Just before 5 p.m. Tuesday on Jan. 12, the ground started shaking for more than a minute in Haiti, the poorest country in the Western hemisphere.

Just before 5 p.m. Tuesday on Jan. 12, the ground started shaking for more than a minute in Haiti, the poorest country in the Western hemisphere.

Rick Alfred and a group of 10 church volunteers were in a Haitian hotel getting pop and water after a hot day of handing out bread and peanut butter to hungry people in the mountains when the 7.0 magnitude earthquake struck.

"The first 10 seconds, you're like what in the world is going on? And then it's like, oh my God, run," Alfred said last week from the Potter's House Church, where he was loading up a truck of donated supplies to send to Haiti. "Glass was breaking, people were screaming, everybody's running. You had to spread your feet and hands out to keep your balance."

Alfred is president of Destiny Village, a nonprofit organization that runs orphanages in Haiti and India. He said he has seen the devastation of hurricanes and tsunamis before, but nothing like this.

"(Haiti) had made drastic improvements in the last two years. They had taken a couple steps forward, unfortunately, now they've taken 10 steps backwards."

Ross DiGiorgio said his wife, Patti, and their daughter, Maria Charles, were working at the Destiny Village orphanage in Pierre Payan, 45 miles north of the capital Port-au-Prince, when the quake hit.

"Maria told me things came off the walls," DiGiorgio said. "She didn't know what was going on, but my wife came in to her and said, 'Let's grab the baby and get outside.' Then they felt the aftershocks, tremors (last) week. Again, they felt their buildings shaking, and clothes swayed back and forth in the closet, but it was less time - about 30 seconds."

Two weeks after the quake, 150,000 people are estimated to have died and a million of the 8-million Haitians are homeless.

DiGiorgio, president of Ross Realtors on Cemetery Road, helped send off a diesel truck packed with donated food, medical supplies, clothes and even a refrigerator to West Palm Beach, Fla. The truck was driven by his office manager, Michelle Kennedy, and her 81-year-old father.

"They left at 5:50 a.m. Saturday (Jan. 23) and arrived at 2:20 a.m. Sunday (Jan. 24)," DiGiorgio said. The truck is on the dock, and will be loaded onto a ship called the Monarch Queen on Saturday. The ship is expected to arrive in the port of Saint-Marc in the middle of February.

"Normally, it's chaotic in Haiti anyhow. It'll probably be a little crazy there now," DiGiorgio said. "Typically, (the orphanage) gets power from the power company once a week, at best. We have big generators. Before the earthquake, it was nothing to have a hundred people in line at the banks."

Alfred, who's been to Haiti 60 times, said, "What's changed most dramatically for us is everything we did before is gone. The place where we bought our groceries, the place we ate lunch at, the hotels in Port-au-Prince are gone."
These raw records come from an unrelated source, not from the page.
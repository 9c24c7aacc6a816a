//! Error types for itembook-server

use axum::http::StatusCode;
use axum::response::{IntoResponse, Response};
use thiserror::Error;

use itembook_core::StoreError;

/// Errors that can end a request or stop the server from starting
#[derive(Error, Debug)]
pub enum ServerError {
    /// Item store failure (including unknown ids)
    #[error("Store error: {0}")]
    Store(#[from] StoreError),

    /// Path segment that cannot name an item
    #[error("Invalid item id: {0}")]
    InvalidId(String),

    /// Configuration could not be loaded
    #[error("Config error: {0}")]
    Config(String),

    /// IO error (binding, reading config)
    #[error("IO error: {0}")]
    Io(#[from] std::io::Error),
}

impl IntoResponse for ServerError {
    fn into_response(self) -> Response {
        match self {
            ServerError::Store(StoreError::NotFound(_)) | ServerError::InvalidId(_) => {
                StatusCode::NOT_FOUND.into_response()
            }
            ServerError::Store(StoreError::Validation(e)) => {
                (StatusCode::UNPROCESSABLE_ENTITY, e.to_string()).into_response()
            }
            other => {
                tracing::error!("Request failed: {}", other);
                (StatusCode::INTERNAL_SERVER_ERROR, "Internal Server Error").into_response()
            }
        }
    }
}

#[cfg(test)]
mod tests {
    use super::*;
    use itembook_core::ValidationError;

    #[test]
    fn not_found_is_blank_404() {
        let resp = ServerError::Store(StoreError::NotFound(3)).into_response();
        assert_eq!(resp.status(), StatusCode::NOT_FOUND);

        let resp = ServerError::InvalidId("abc".into()).into_response();
        assert_eq!(resp.status(), StatusCode::NOT_FOUND);
    }

    #[test]
    fn validation_is_422() {
        let err = ServerError::from(StoreError::from(ValidationError::EmptyField("title")));
        assert_eq!(err.into_response().status(), StatusCode::UNPROCESSABLE_ENTITY);
    }

    #[test]
    fn storage_is_500() {
        let err = ServerError::from(StoreError::Storage("disk I/O error".into()));
        assert_eq!(
            err.into_response().status(),
            StatusCode::INTERNAL_SERVER_ERROR
        );
    }
}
DiGiorgio said the orphanage has about 30 children, ages 5 to 18, and plans are to take in 100 children.

"In Haiti, the parents don't abandon the kids - some of these kids, the parents died. Other parents bring them to us because they know if they do not get them into an orphanage, the children will die."

The unemployment level was 80-percent in Haiti before the quake struck, DiGiorgio said.

"These are not lazy people. The guys that are 25-30 sit along the sides of the roads because there's nothing to do. But if I start unloading gravel from the back of my pickup truck because I'm filling a pothole, they are going to pull that shovel out of my hands - they want to do it," he said. "They're an ambitious people. They've not had the technology we have in America. They can repair things incredibly well. They're a giving people. They just need hope."

"It's a land of contrasts," Alfred said. "You'll see the beauty of the Caribbean, the splendor of the mountains, and then turn around and see a child who hasn't had anything to eat in three days.

We've endured hurricanes and political unrest. We've had friends get kidnapped. Our guard's been shot. We've been held at gunpoint and robbed while in Haiti. There's such a difference between what it could be and what it is."

He said a missionary friend who's been in Haiti more than 30 years told him after the earthquake, "Finally, the world will see what we've seen for years, the poverty and devastation."

Alfred encouraged people to visit www.destinyvillage.com and to continue donating supplies, food, new and gently used clothing.

"A ton of people in the last few days have asked about going to Haiti (to help), (and) who want to adopt children."